C’est d’un de ses alliés agacé que doit venir la « fuite » sur les réseaux sociaux d’une « proposition de sortie de crise » (notre photo) rédigée par M. Fayulu le 10 mai dernier, proposant une transition de 12 à 18 mois dirigée par M. Tshisekedi avant de nouvelles élections, transition durant laquelle l’opposant dirigerait une institution à créer chargée de réformer le pays.
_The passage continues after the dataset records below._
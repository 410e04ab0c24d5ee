//! Interactive console game: the human against the minimax opponent.

use crate::config::GameConfig;
use crate::input::parse_move;
use anyhow::{Context, Result, bail};
use std::io::{BufRead, Write};
use tictactoe_engine::{Board, Game, GameStatus, Mark, Move, Outcome, analyze};
use tracing::{debug, info, instrument, warn};

/// Prompt shown before reading the human's move.
pub const PROMPT: &str = "Enter your move (row col): ";

/// A game played over a line-based reader and a writer.
pub struct Console<R, W> {
    input: R,
    output: W,
}

impl<R: BufRead, W: Write> Console<R, W> {
    /// Creates a console over the given input and output.
    pub fn new(input: R, output: W) -> Self {
        Self { input, output }
    }

    /// Consumes the console and returns its output.
    pub fn into_output(self) -> W {
        self.output
    }

    /// Plays one game to completion and returns its outcome.
    ///
    /// Fails if input ends before the game does.
    #[instrument(skip(self))]
    pub fn play(&mut self, config: &GameConfig) -> Result<Outcome> {
        let mut game = Game::new(config.first_player().mark());
        info!(first = %game.to_move(), "Starting game");

        loop {
            self.render(game.board())?;

            let mv = match game.to_move() {
                Mark::Player => self.read_move(game.board())?,
                Mark::Opponent => self.computer_move(game.board(), *config.show_stats())?,
            };

            if let GameStatus::Over(outcome) = game.make_move(mv)? {
                self.render(game.board())?;
                writeln!(self.output, "{outcome}")?;
                info!(%outcome, moves = game.history().len(), "Game finished");
                return Ok(outcome);
            }
        }
    }

    /// Prompts until the human enters a legal move.
    fn read_move(&mut self, board: &Board) -> Result<Move> {
        let mut line = String::new();
        loop {
            write!(self.output, "{PROMPT}")?;
            self.output.flush()?;

            line.clear();
            let read = self
                .input
                .read_line(&mut line)
                .context("Failed to read move")?;
            if read == 0 {
                bail!("Input closed before the game finished");
            }

            match parse_move(&line, board) {
                Ok(mv) => {
                    debug!(%mv, "Human move");
                    return Ok(mv);
                }
                Err(e) => {
                    warn!(input = line.trim(), error = %e, "Rejected move");
                    writeln!(self.output, "{e}")?;
                }
            }
        }
    }

    /// Asks the engine for the opponent's move.
    fn computer_move(&mut self, board: &Board, show_stats: bool) -> Result<Move> {
        writeln!(self.output, "AI is making a move...")?;
        let analysis = analyze(board, Mark::Opponent)?;
        if show_stats {
            writeln!(
                self.output,
                "Searched {} positions ({} cutoffs), score {}",
                analysis.stats().nodes,
                analysis.stats().cutoffs,
                analysis.score()
            )?;
        }
        Ok(*analysis.best_move())
    }

    fn render(&mut self, board: &Board) -> Result<()> {
        write!(self.output, "{board}")?;
        Ok(())
    }
}
//! Game rules for tic-tac-toe.
//!
//! Pure functions classifying a board. Win and draw detection are kept
//! separate; [`outcome`] is the one place that combines them, and it always
//! checks for a win before it considers a draw.

pub mod draw;
pub mod win;

pub use draw::is_draw;
pub use win::is_winning;

use crate::Board;
use crate::types::Mark;
use serde::{Deserialize, Serialize};

/// Result of a finished game.
#[derive(Debug, Clone, Copy, PartialEq, Eq, Hash, Serialize, Deserialize)]
pub enum Outcome {
    /// Three in a row for the given mark.
    Win(Mark),
    /// Full board with no line.
    Draw,
}

impl Outcome {
    /// Minimax value of the outcome from the opponent's point of view.
    pub fn score(self) -> i32 {
        match self {
            Outcome::Win(Mark::Opponent) => 1,
            Outcome::Win(Mark::Player) => -1,
            Outcome::Draw => 0,
        }
    }
}

impl std::fmt::Display for Outcome {
    fn fmt(&self, f: &mut std::fmt::Formatter<'_>) -> std::fmt::Result {
        match self {
            Outcome::Win(mark) => write!(f, "{mark} wins!"),
            Outcome::Draw => write!(f, "It's a draw!"),
        }
    }
}

/// Classifies a board as finished or still open.
///
/// Checked in order: opponent win, player win, full board. A full board that
/// contains a line is a win, never a draw.
pub fn outcome(board: &Board) -> Option<Outcome> {
    if is_winning(board, Mark::Opponent) {
        Some(Outcome::Win(Mark::Opponent))
    } else if is_winning(board, Mark::Player) {
        Some(Outcome::Win(Mark::Player))
    } else if is_draw(board) {
        Some(Outcome::Draw)
    } else {
        None
    }
}

#[cfg(test)]
mod tests {
    use super::*;

    #[test]
    fn test_open_board_has_no_outcome() {
        assert_eq!(outcome(&Board::new()), None);
        let board: Board = "XO..X....".parse().unwrap();
        assert_eq!(outcome(&board), None);
    }

    #[test]
    fn test_full_winning_board_is_a_win() {
        // Last mark completes the top row and fills the board.
        let board: Board = "XXX/OOX/XOO".parse().unwrap();
        assert!(is_draw(&board));
        assert_eq!(outcome(&board), Some(Outcome::Win(Mark::Player)));
    }

    #[test]
    fn test_full_board_without_line_is_draw() {
        let board: Board = "XOX/XOO/OXX".parse().unwrap();
        assert_eq!(outcome(&board), Some(Outcome::Draw));
        assert_eq!(Outcome::Draw.score(), 0);
    }

    #[test]
    fn test_scores_follow_fixed_identities() {
        assert_eq!(Outcome::Win(Mark::Opponent).score(), 1);
        assert_eq!(Outcome::Win(Mark::Player).score(), -1);
    }

    #[test]
    fn test_outcome_messages() {
        assert_eq!(Outcome::Win(Mark::Player).to_string(), "X wins!");
        assert_eq!(Outcome::Win(Mark::Opponent).to_string(), "O wins!");
        assert_eq!(Outcome::Draw.to_string(), "It's a draw!");
    }
}
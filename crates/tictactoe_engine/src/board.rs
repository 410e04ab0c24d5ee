//! The 3x3 board.

use crate::action::{Move, SIZE};
use crate::error::{EngineError, EngineErrorKind};
use crate::types::{Mark, Square};
use serde::{Deserialize, Serialize};
use std::str::FromStr;
use tracing::instrument;

/// 3x3 tic-tac-toe board.
///
/// `Board` is a small `Copy` value. The search engine takes its own copy and
/// mutates that, so the board owned by the game loop is never touched while
/// a move is being computed.
#[derive(Debug, Clone, Copy, PartialEq, Eq, Hash, Default, Serialize, Deserialize)]
pub struct Board {
    squares: [[Square; SIZE]; SIZE],
}

impl Board {
    /// Creates a new empty board.
    pub fn new() -> Self {
        Self::default()
    }

    /// Gets the square at the given coordinate.
    pub fn get(&self, mv: Move) -> Square {
        self.squares[mv.row()][mv.col()]
    }

    /// Checks if a square is empty.
    pub fn is_empty(&self, mv: Move) -> bool {
        self.get(mv) == Square::Empty
    }

    /// Places a mark on an empty square.
    #[track_caller]
    #[instrument(skip(self))]
    pub fn place(&mut self, mv: Move, mark: Mark) -> Result<(), EngineError> {
        if !self.is_empty(mv) {
            return Err(EngineError::new(EngineErrorKind::SquareOccupied(mv)));
        }
        self.set(mv, Square::Occupied(mark));
        Ok(())
    }

    /// Overwrites a square without checking it first.
    pub(crate) fn set(&mut self, mv: Move, square: Square) {
        self.squares[mv.row()][mv.col()] = square;
    }

    /// Returns the rows of the board.
    pub fn rows(&self) -> &[[Square; SIZE]; SIZE] {
        &self.squares
    }

    /// Empty coordinates in row-major order.
    ///
    /// The order is part of the contract: the search breaks ties in favour of
    /// the first optimal move yielded here.
    pub fn available_moves(&self) -> impl Iterator<Item = Move> + '_ {
        Move::ALL.into_iter().filter(|&mv| self.is_empty(mv))
    }

    /// Number of squares holding `mark`.
    pub fn count(&self, mark: Mark) -> usize {
        self.squares
            .iter()
            .flatten()
            .filter(|&&sq| sq == Square::Occupied(mark))
            .count()
    }
}

/// Renders each row as three cells joined by `|`, followed by a `-----` rule.
impl std::fmt::Display for Board {
    fn fmt(&self, f: &mut std::fmt::Formatter<'_>) -> std::fmt::Result {
        for row in self.rows() {
            let [a, b, c] = row.map(Square::symbol);
            writeln!(f, "{a}|{b}|{c}")?;
            writeln!(f, "-----")?;
        }
        Ok(())
    }
}

/// Parses nine square symbols in row-major order.
///
/// `X` and `O` (either case) are marks; `.` and `_` are empty squares.
/// Whitespace, `|` and `/` are ignored so `"XO./.X./..O"` and
/// `"X|O|.\n.|X|.\n.|.|O"` both parse.
impl FromStr for Board {
    type Err = EngineError;

    #[track_caller]
    fn from_str(s: &str) -> Result<Self, Self::Err> {
        let mut board = Board::new();
        let mut filled = 0;
        for c in s.chars() {
            if c.is_whitespace() || c == '|' || c == '/' {
                continue;
            }
            let square = match c {
                '.' | '_' => Square::Empty,
                other => match Mark::from_symbol(other) {
                    Some(mark) => Square::Occupied(mark),
                    None => {
                        return Err(EngineError::new(EngineErrorKind::InvalidBoard(format!(
                            "unexpected character {other:?}"
                        ))));
                    }
                },
            };
            let Some(mv) = Move::from_index(filled) else {
                return Err(EngineError::new(EngineErrorKind::InvalidBoard(
                    "more than 9 squares".to_string(),
                )));
            };
            board.set(mv, square);
            filled += 1;
        }
        if filled != SIZE * SIZE {
            return Err(EngineError::new(EngineErrorKind::InvalidBoard(format!(
                "expected 9 squares, found {filled}"
            ))));
        }
        Ok(board)
    }
}
//! Engine error types.

use crate::Move;
use derive_more::{Display, Error};
use tracing::instrument;

/// What went wrong inside the engine.
#[derive(Debug, Clone, PartialEq, Eq, Display)]
pub enum EngineErrorKind {
    /// Move selection was requested on a board with no empty squares.
    #[display("No available moves on a full board")]
    NoAvailableMoves,

    /// A coordinate fell outside the 3x3 grid.
    #[display("Position ({}, {}) is out of bounds (rows and columns are 0-2)", _0, _1)]
    OutOfBounds(usize, usize),

    /// The targeted square already holds a mark.
    #[display("Square {} is already occupied", _0)]
    SquareOccupied(Move),

    /// A move was attempted after the game ended.
    #[display("Game is already over")]
    GameOver,

    /// Board text could not be parsed.
    #[display("Invalid board: {}", _0)]
    InvalidBoard(String),
}

/// Engine error with location tracking.
#[derive(Debug, Clone, Display, Error)]
#[display("Engine error: {} at {}:{}", kind, file, line)]
pub struct EngineError {
    /// Error kind.
    pub kind: EngineErrorKind,
    /// Line number where error occurred.
    pub line: u32,
    /// Source file where error occurred.
    pub file: &'static str,
}

impl EngineError {
    /// Creates a new engine error with caller location tracking.
    #[track_caller]
    #[instrument]
    pub fn new(kind: EngineErrorKind) -> Self {
        let loc = std::panic::Location::caller();
        Self {
            kind,
            line: loc.line(),
            file: loc.file(),
        }
    }

    /// Returns the error kind.
    pub fn kind(&self) -> &EngineErrorKind {
        &self.kind
    }
}
//! Core domain types for tic-tac-toe.

use serde::{Deserialize, Serialize};

/// One of the two marks that can be placed on the board.
///
/// The human plays [`Mark::Player`] (`X`) and the search engine plays
/// [`Mark::Opponent`] (`O`). These identities are fixed: the engine always
/// maximizes for the opponent, whichever side happens to be moving.
#[derive(Debug, Clone, Copy, PartialEq, Eq, Hash, Serialize, Deserialize)]
#[cfg_attr(test, derive(strum::EnumIter))]
pub enum Mark {
    /// The human player (`X`).
    Player,
    /// The automated opponent (`O`).
    Opponent,
}

impl Mark {
    /// Returns the other mark.
    pub fn other(self) -> Self {
        match self {
            Mark::Player => Mark::Opponent,
            Mark::Opponent => Mark::Player,
        }
    }

    /// Returns the character used to render this mark.
    pub fn symbol(self) -> char {
        match self {
            Mark::Player => 'X',
            Mark::Opponent => 'O',
        }
    }

    /// Parses a rendered mark (case-insensitive).
    pub fn from_symbol(c: char) -> Option<Self> {
        match c.to_ascii_uppercase() {
            'X' => Some(Mark::Player),
            'O' => Some(Mark::Opponent),
            _ => None,
        }
    }
}

impl std::fmt::Display for Mark {
    fn fmt(&self, f: &mut std::fmt::Formatter<'_>) -> std::fmt::Result {
        write!(f, "{}", self.symbol())
    }
}

/// A square on the tic-tac-toe board.
#[derive(Debug, Clone, Copy, PartialEq, Eq, Hash, Default, Serialize, Deserialize)]
pub enum Square {
    /// Empty square.
    #[default]
    Empty,
    /// Square occupied by a mark.
    Occupied(Mark),
}

impl Square {
    /// Character used when rendering the board (space for empty).
    pub fn symbol(self) -> char {
        match self {
            Square::Empty => ' ',
            Square::Occupied(mark) => mark.symbol(),
        }
    }
}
Fayului a ainsi fourni à ses adversaires au sein de Lamuka de quoi lui faire – à leur tour – la leçon. « La journée, on envoie le peuple dans la rue se faire tuer et la nuit on négocie un poste pour lui seul à la tête d’une institution »,a ainsi cinglé Francis Kalombo, un proche de Moïse Katumbi. Et le porte-parole de ce dernier, Olivier Kamitatu, en a remis une couche: « En évoluant en franc tireur, Martin Fayulu tourne la page de la vérité des urnes. Son offre de dialogue avec Felix Tshisekediconsacre l’essoufflement d’un radicalisme stérile. Et le procès en diabolisation intenté stupidement contre Moïse Katumbi s’en trouve encore plus inqualifiable ».

La seule réponse du camp Fayulu, pour l’instant, est de dire que la proposition attaquée n’est pas neuve et « circule dans les canaux diplomatiques depuis des mois ». Un peu court.